==== Records for processing ====

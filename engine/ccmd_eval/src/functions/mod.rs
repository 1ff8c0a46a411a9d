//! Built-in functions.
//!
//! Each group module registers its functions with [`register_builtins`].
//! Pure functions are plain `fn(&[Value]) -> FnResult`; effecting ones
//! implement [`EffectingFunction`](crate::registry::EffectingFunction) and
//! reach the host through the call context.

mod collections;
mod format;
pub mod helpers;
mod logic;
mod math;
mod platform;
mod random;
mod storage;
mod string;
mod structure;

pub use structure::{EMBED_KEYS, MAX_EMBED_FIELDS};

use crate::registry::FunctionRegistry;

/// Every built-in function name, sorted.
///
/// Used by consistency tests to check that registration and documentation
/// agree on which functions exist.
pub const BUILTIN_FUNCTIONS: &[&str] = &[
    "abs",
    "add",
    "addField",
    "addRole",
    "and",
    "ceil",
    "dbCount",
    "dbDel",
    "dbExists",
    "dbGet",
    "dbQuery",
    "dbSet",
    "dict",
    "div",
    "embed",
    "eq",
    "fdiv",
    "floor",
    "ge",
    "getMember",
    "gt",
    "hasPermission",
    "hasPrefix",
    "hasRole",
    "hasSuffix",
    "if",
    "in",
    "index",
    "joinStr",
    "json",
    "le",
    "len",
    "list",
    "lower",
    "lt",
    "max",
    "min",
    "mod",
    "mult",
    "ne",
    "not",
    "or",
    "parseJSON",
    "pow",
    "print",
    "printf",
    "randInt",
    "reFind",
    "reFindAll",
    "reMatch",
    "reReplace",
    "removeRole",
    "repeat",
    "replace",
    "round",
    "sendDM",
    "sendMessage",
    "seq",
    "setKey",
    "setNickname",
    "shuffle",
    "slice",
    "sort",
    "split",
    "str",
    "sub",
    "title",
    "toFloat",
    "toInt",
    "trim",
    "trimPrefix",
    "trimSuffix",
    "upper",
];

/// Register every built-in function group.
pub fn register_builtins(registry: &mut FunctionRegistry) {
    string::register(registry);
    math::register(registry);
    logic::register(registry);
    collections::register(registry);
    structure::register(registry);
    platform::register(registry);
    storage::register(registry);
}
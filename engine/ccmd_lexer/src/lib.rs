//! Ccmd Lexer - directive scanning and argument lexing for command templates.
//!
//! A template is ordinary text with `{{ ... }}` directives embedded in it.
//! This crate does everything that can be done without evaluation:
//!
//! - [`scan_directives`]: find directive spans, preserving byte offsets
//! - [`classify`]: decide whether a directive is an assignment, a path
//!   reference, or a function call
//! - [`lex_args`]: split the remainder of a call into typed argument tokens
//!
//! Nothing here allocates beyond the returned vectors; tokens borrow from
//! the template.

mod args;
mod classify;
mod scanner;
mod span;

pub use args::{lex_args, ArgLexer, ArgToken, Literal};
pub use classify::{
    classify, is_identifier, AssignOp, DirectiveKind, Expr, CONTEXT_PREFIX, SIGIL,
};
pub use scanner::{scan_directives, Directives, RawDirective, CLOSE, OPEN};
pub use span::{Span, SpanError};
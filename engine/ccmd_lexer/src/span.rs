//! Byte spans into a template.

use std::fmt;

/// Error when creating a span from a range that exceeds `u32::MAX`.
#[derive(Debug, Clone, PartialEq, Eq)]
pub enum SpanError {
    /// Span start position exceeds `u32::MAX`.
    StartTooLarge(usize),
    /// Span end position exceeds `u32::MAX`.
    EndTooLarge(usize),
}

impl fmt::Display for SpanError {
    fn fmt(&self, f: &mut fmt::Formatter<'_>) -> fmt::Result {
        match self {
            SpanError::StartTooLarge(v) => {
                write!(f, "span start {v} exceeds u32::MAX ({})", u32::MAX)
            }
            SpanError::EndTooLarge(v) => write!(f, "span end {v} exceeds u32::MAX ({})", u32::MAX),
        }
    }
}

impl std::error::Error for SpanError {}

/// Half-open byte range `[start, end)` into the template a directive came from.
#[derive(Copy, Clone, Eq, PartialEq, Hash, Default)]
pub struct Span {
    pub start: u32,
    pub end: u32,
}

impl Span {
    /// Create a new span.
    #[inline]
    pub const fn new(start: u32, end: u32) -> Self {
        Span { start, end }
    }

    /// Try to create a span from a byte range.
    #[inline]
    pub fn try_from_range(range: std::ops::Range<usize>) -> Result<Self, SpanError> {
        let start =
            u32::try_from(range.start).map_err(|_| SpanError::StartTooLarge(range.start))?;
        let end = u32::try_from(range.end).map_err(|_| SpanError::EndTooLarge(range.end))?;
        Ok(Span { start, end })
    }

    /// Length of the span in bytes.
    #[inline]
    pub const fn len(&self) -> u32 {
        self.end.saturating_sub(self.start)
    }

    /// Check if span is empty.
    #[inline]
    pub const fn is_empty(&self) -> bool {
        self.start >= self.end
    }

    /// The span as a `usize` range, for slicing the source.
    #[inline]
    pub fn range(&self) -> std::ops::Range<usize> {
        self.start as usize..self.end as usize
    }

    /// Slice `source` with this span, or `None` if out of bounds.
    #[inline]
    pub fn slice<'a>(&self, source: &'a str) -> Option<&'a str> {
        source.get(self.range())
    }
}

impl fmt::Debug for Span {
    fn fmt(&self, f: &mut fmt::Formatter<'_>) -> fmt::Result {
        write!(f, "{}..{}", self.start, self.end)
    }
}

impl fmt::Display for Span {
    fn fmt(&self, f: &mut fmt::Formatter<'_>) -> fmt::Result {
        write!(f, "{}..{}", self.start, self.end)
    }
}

====

**Required work**
Lines that hold the word "platform" are the ones to copy from the entries above.

**Result of the exercise**
mod platform;
    platform::register(registry);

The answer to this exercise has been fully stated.